Question

After driving a portion of the route, the taptap is fully loaded with a total of 25 people including the driver, with an average mass of 66 kg per person. In addition, there are three 15-kg goats, five 3-kg chickens, and a total of 25 kg of bananas on their way to the market. Assume that the springs have somehow not yet compressed to their maximum amount. How much are the springs compressed?
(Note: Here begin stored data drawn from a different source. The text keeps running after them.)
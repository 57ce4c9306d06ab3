//! # Arity - A Typed Algebra of Callables
//!
//! This crate provides fixed-arity callables (zero through eight inputs) that
//! compose like values:
//!
//! - **Transformers**: the bare `N`-input computation, implemented by any closure
//! - **Functions**: `Function0..Function8`, callables producing a result
//! - **Runnables**: `Runnable0..Runnable8`, callables run for their side effects
//! - **Inputs**: per-slot `compose`, adjacent `swap` and `partial` application
//! - **Faults**: explicit `Result<_, Fault>` threading instead of unwinding
//! - **Tracing**: zero-cost compile-time configurable timing
//!
//! ## Design Philosophy
//!
//! A pipeline is built as a value before anything runs. Every combinator
//! consumes its receiver and returns a new callable of a statically known
//! kind and arity, so the shape of the pipeline is checked by the compiler.
//!
//! ```
//! use compositional_arity::prelude::*;
//!
//! let add = Function2::new(|a: i32, b: i32| Ok(a + b));
//! let sub = Function2::new(|a: i32, b: i32| Ok(a - b));
//!
//! assert_eq!(add.swap1().apply2(3, 10), Ok(13));
//! assert_eq!(sub.clone().apply2(3, 10), Ok(-7));
//! assert_eq!(sub.swap1().apply2(3, 10), Ok(7));
//! ```

#[macro_use]
mod macros;

pub mod capability;
pub mod error;
pub mod function;
pub mod input;
pub mod runnable;
pub mod trace;
pub mod transformer;

// Re-export key types at crate root for convenience
pub use capability::{Arity, Chain, Consume, Output, Recover};
pub use error::Fault;
pub use function::{
    Curried2, Curried3, Curried4, Curried5, Curried6, Curried7, Curried8, Function0, Function1,
    Function2, Function3, Function4, Function5, Function6, Function7, Function8,
};
pub use runnable::{
    Runnable0, Runnable1, Runnable2, Runnable3, Runnable4, Runnable5, Runnable6, Runnable7,
    Runnable8,
};
pub use trace::{AutoTraced, TraceExt, TraceNode, Traced};
pub use transformer::Widen;

/// Everything needed to build and combine callables.
pub mod prelude {
    pub use crate::capability::{Arity, Chain, Consume, Output, Recover};
    pub use crate::error::Fault;
    pub use crate::function::{
        Function0, Function1, Function2, Function3, Function4, Function5, Function6, Function7,
        Function8,
    };
    pub use crate::input::{
        Input0, Input1, Input2, Input3, Input4, Input5, Input6, Input7, Input8,
    };
    pub use crate::runnable::{
        Runnable0, Runnable1, Runnable2, Runnable3, Runnable4, Runnable5, Runnable6, Runnable7,
        Runnable8,
    };
    pub use crate::trace::{TraceExt, TraceNode, Traced};
    pub use crate::transformer::{
        Task0, Task1, Task2, Task3, Task4, Task5, Task6, Task7, Task8, Transformer0,
        Transformer1, Transformer2, Transformer3, Transformer4, Transformer5, Transformer6,
        Transformer7, Transformer8, Widen,
    };
}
Enter the compression numerically in meters using two significant figures.

Answer 1

Answer:

Incomplete Question

Explanation:

String constant is not stated

I'll solve this in a general way.

At the end of my explanation, I'll assume any value for string constant.
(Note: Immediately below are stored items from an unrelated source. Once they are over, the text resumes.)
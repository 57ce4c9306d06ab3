//! Declarative macros that stamp out the per-arity callable families.
//!
//! Every callable is a newtype over an `Rc`-shared boxed body, so each
//! combinator is the same few lines with a different slot list. The
//! invocations in `function.rs` and `runnable.rs` spell the slot lists out
//! explicitly; the macros below only fill in the bodies.
//!
//! Slot lists are written `[t1: T1, t2: T2]`, pairing the binding used in the
//! generated closure with its type parameter. A trailing `[R]` (functions) or
//! `[]` (runnables) carries the result type parameter, if any.

/// Declares a callable struct together with its constructor, invocation
/// method, `Arity`, `Input0` and transformer impls.
macro_rules! callable {
    (
        $(#[$meta:meta])*
        $Ty:ident[$($T:ident),*; $($R:ident)?]($($t:ident),*) -> $Ret:ty;
        $invoke:ident, $Transformer:ident::$apply:ident, arity $arity:literal
    ) => {
        $(#[$meta])*
        pub struct $Ty<$($T,)* $($R)?> {
            body: ::std::rc::Rc<dyn Fn($($T),*) -> ::std::result::Result<$Ret, $crate::Fault>>,
        }

        impl<$($T,)* $($R)?> Clone for $Ty<$($T,)* $($R)?> {
            fn clone(&self) -> Self {
                Self {
                    body: ::std::rc::Rc::clone(&self.body),
                }
            }
        }

        impl<$($T,)* $($R)?> ::std::fmt::Debug for $Ty<$($T,)* $($R)?> {
            fn fmt(&self, f: &mut ::std::fmt::Formatter<'_>) -> ::std::fmt::Result {
                f.debug_struct(stringify!($Ty))
                    .field("arity", &$arity)
                    .finish_non_exhaustive()
            }
        }

        impl<$($T: 'static,)* $($R: 'static)?> $Ty<$($T,)* $($R)?> {
            /// Wrap `body` as a callable.
            pub fn new<F>(body: F) -> Self
            where
                F: Fn($($T),*) -> ::std::result::Result<$Ret, $crate::Fault> + 'static,
            {
                Self {
                    body: ::std::rc::Rc::new(body),
                }
            }

            /// Lift any transformer of the same shape into the full algebra.
            pub fn from_transformer<X>(transformer: X) -> Self
            where
                X: $crate::transformer::$Transformer<$($T,)* $Ret> + 'static,
            {
                Self::new(move |$($t: $T),*| {
                    $crate::transformer::$Transformer::$apply(&transformer, $($t),*)
                })
            }

            /// Invoke the wrapped computation.
            #[allow(clippy::too_many_arguments)]
            pub fn $invoke(&self, $($t: $T),*) -> ::std::result::Result<$Ret, $crate::Fault> {
                (self.body)($($t),*)
            }
        }

        impl<$($T,)* $($R)?> $crate::capability::Arity for $Ty<$($T,)* $($R)?> {
            const ARITY: usize = $arity;
        }

        impl<$($T,)* $($R)?> $crate::input::Input0 for $Ty<$($T,)* $($R)?> {}

        impl<$($T: 'static,)* $($R: 'static)?> $crate::transformer::$Transformer<$($T,)* $Ret>
            for $Ty<$($T,)* $($R)?>
        {
            #[allow(clippy::too_many_arguments)]
            fn $apply(&self, $($t: $T),*) -> ::std::result::Result<$Ret, $crate::Fault> {
                (self.body)($($t),*)
            }
        }
    };
}

/// Associated type and method composing one slot with a `before` transform.
macro_rules! compose_slot {
    (
        $Ty:ident, $method:ident, $Assoc:ident,
        [$($p:ident: $P:ident),*] $S:ident [$($q:ident: $Q:ident),*] [$($R:ident)?]
    ) => {
        type $Assoc<V: 'static> = $Ty<$($P,)* V, $($Q,)* $($R)?>;

        fn $method<V: 'static, G>(self, before: G) -> Self::$Assoc<V>
        where
            G: Fn(V) -> ::std::result::Result<$S, $crate::Fault> + 'static,
        {
            let body = self.body;
            $Ty::new(move |$($p: $P,)* v: V, $($q: $Q),*| body($($p,)* before(v)?, $($q),*))
        }
    };
}

/// Associated type and method exchanging two adjacent slots.
macro_rules! swap_slot {
    (
        $Ty:ident, $method:ident, $Assoc:ident,
        [$($p:ident: $P:ident),*] $a:ident: $A:ident, $b:ident: $B:ident
        [$($q:ident: $Q:ident),*] [$($R:ident)?]
    ) => {
        type $Assoc = $Ty<$($P,)* $B, $A, $($Q,)* $($R)?>;

        fn $method(self) -> Self::$Assoc {
            let body = self.body;
            $Ty::new(move |$($p: $P,)* $b: $B, $a: $A, $($q: $Q),*| body($($p,)* $a, $b, $($q),*))
        }
    };
}

/// Associated type and method fixing one slot to a value.
macro_rules! partial_slot {
    (
        $Lower:ident, $method:ident, $Assoc:ident,
        [$($p:ident: $P:ident),*] $s:ident: $S:ident [$($q:ident: $Q:ident),*] [$($R:ident)?]
    ) => {
        type $Assoc = $Lower<$($P,)* $($Q,)* $($R)?>;

        fn $method(self, $s: $S) -> Self::$Assoc
        where
            $S: Clone,
        {
            let body = self.body;
            $Lower::new(move |$($p: $P,)* $($q: $Q),*| body($($p,)* $s.clone(), $($q),*))
        }
    };
}

/// One `InputK` impl: the slot type plus compose, partial and (for `K >= 2`) swap.
macro_rules! input_level {
    (
        $Input:ident for $Ty:ident[$($T:ident),*; $($R:ident)?] {
            $Slot:ident = [$($p:ident: $P:ident),*] $s:ident: $S:ident [$($q:ident: $Q:ident),*];
            $compose:ident => $Compose:ident;
            $partial:ident => $Partial:ident in $Lower:ident;
        }
    ) => {
        impl<$($T: 'static,)* $($R: 'static)?> $crate::input::$Input for $Ty<$($T,)* $($R)?> {
            type $Slot = $S;

            compose_slot!($Ty, $compose, $Compose, [$($p: $P),*] $S [$($q: $Q),*] [$($R)?]);
            partial_slot!(
                $Lower, $partial, $Partial, [$($p: $P),*] $s: $S [$($q: $Q),*] [$($R)?]
            );
        }
    };
    (
        $Input:ident for $Ty:ident[$($T:ident),*; $($R:ident)?] {
            $Slot:ident = [$($p:ident: $P:ident),*] $s:ident: $S:ident [$($q:ident: $Q:ident),*];
            $compose:ident => $Compose:ident;
            $partial:ident => $Partial:ident in $Lower:ident;
            $swap:ident => $Swap:ident = [$($sp:ident: $SP:ident),*]
                $a:ident: $A:ident, $b:ident: $B:ident [$($sq:ident: $SQ:ident),*];
        }
    ) => {
        impl<$($T: 'static,)* $($R: 'static)?> $crate::input::$Input for $Ty<$($T,)* $($R)?> {
            type $Slot = $S;

            compose_slot!($Ty, $compose, $Compose, [$($p: $P),*] $S [$($q: $Q),*] [$($R)?]);
            partial_slot!(
                $Lower, $partial, $Partial, [$($p: $P),*] $s: $S [$($q: $Q),*] [$($R)?]
            );
            swap_slot!(
                $Ty, $swap, $Swap, [$($sp: $SP),*] $a: $A, $b: $B [$($sq: $SQ),*] [$($R)?]
            );
        }
    };
}

/// `Recover` impl: single-level fallback invoked with the same inputs.
macro_rules! recover {
    ($Ty:ident[$($t:ident: $T:ident),*; $($R:ident)?]) => {
        impl<$($T: Clone + 'static,)* $($R: 'static)?> $crate::capability::Recover
            for $Ty<$($T,)* $($R)?>
        {
            fn handle<H, O>(self, handler: H) -> Self
            where
                H: Fn($crate::Fault) -> O + 'static,
                O: Into<Option<Self>>,
            {
                let body = self.body;
                Self::new(move |$($t: $T),*| match body($($t.clone()),*) {
                    Ok(value) => Ok(value),
                    Err(fault) => {
                        let fallback = handler(fault);
                        ($crate::capability::require_fallback::<Self>(fallback)?.body)($($t),*)
                    }
                })
            }
        }
    };
}

/// `Output` impl: chain `after` onto the result, landing on `$Then`.
macro_rules! output {
    ($Ty:ident[$($t:ident: $T:ident),*; $($R:ident)?] => $Value:ty, $Then:ident) => {
        impl<$($T: 'static,)* $($R: 'static)?> $crate::capability::Output for $Ty<$($T,)* $($R)?> {
            type Value = $Value;
            type Then<V: 'static> = $Then<$($T,)* V>;

            fn and_then<V: 'static, G>(self, after: G) -> Self::Then<V>
            where
                G: Fn($Value) -> ::std::result::Result<V, $crate::Fault> + 'static,
            {
                let body = self.body;
                $Then::new(move |$($t: $T),*| after(body($($t),*)?))
            }
        }
    };
}

/// `Consume` impl for functions: keep the effects, drop the result.
macro_rules! consume {
    ($Ty:ident[$($t:ident: $T:ident),+; $R:ident] => $Runnable:ident) => {
        impl<$($T: 'static,)+ $R: 'static> $crate::capability::Consume for $Ty<$($T,)+ $R> {
            type Consumed = $Runnable<$($T),+>;

            fn consume(self) -> Self::Consumed {
                let body = self.body;
                $Runnable::new(move |$($t: $T),+| body($($t),+).map(|_| ()))
            }
        }
    };
}

/// `Chain` impl for runnables: run `self`, then `after`, on the same inputs.
macro_rules! chain {
    ($Ty:ident[$($t:ident: $T:ident),+]) => {
        impl<$($T: Clone + 'static),+> $crate::capability::Chain for $Ty<$($T),+> {
            fn then(self, after: Self) -> Self {
                let first = self.body;
                let second = after.body;
                Self::new(move |$($t: $T),+| {
                    first($($t.clone()),+)?;
                    second($($t),+)
                })
            }
        }
    };
}

/// `append` and `widen`, both of which land one arity up.
macro_rules! grow {
    ($Ty:ident[$($t:ident: $T:ident),*; $($R:ident)?] => $Next:ident[$X:ident]) => {
        impl<$($T: 'static,)* $($R: 'static)?> $Ty<$($T,)* $($R)?> {
            /// Hand this callable to `addend`, which decides how it is embedded
            /// into a callable with one more trailing input.
            pub fn append<$X: 'static, F>(self, addend: F) -> $Next<$($T,)* $X, $($R)?>
            where
                F: FnOnce(Self) -> $Next<$($T,)* $X, $($R)?>,
            {
                addend(self)
            }

            /// Accept one more trailing input and ignore it.
            pub fn widen<$X: 'static>(self) -> $Next<$($T,)* $X, $($R)?> {
                let body = self.body;
                $Next::new(move |$($t: $T,)* _: $X| body($($t),*))
            }
        }
    };
}

/// Grouped curry: the first slots become a `FunctionK` whose result is the
/// remaining callable.
macro_rules! curry_split {
    (
        $(#[$meta:meta])*
        $method:ident: $Outer:ident[$($p:ident: $P:ident),+]
            => $Inner:ident[$($Q:ident),+] [$($R:ident)?]
    ) => {
        $(#[$meta])*
        pub fn $method(self) -> $Outer<$($P,)+ $Inner<$($Q,)+ $($R)?>>
        where
            $($P: Clone,)+
        {
            $Outer::new(move |$($p: $P),+| Ok(self.clone()$(.partial1($p))+))
        }
    };
}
The total weight on the taptap : Weight of people + Weight of goats + Weight of chickens + weight of banana

= (25 * 66) + (3 * 15) + (5 * 3) + 25 = 1735 kg

The gravitational force exerted on the taptap

Fig = m*g

where m = the total mass 1735kg

and g = 9.8m/s²

Hooke's law of Elasticity states that

Fs = Kx

Where Fs = spring force

k = spring constant

x = spring stretch or compression

Since Fs = Fg

So, Kx = mg

Make x the subject of the formula

x = mg/k --------------- This is the general way of solving for spring compressor in cases like this

I'll replace m and g with their values, respectively.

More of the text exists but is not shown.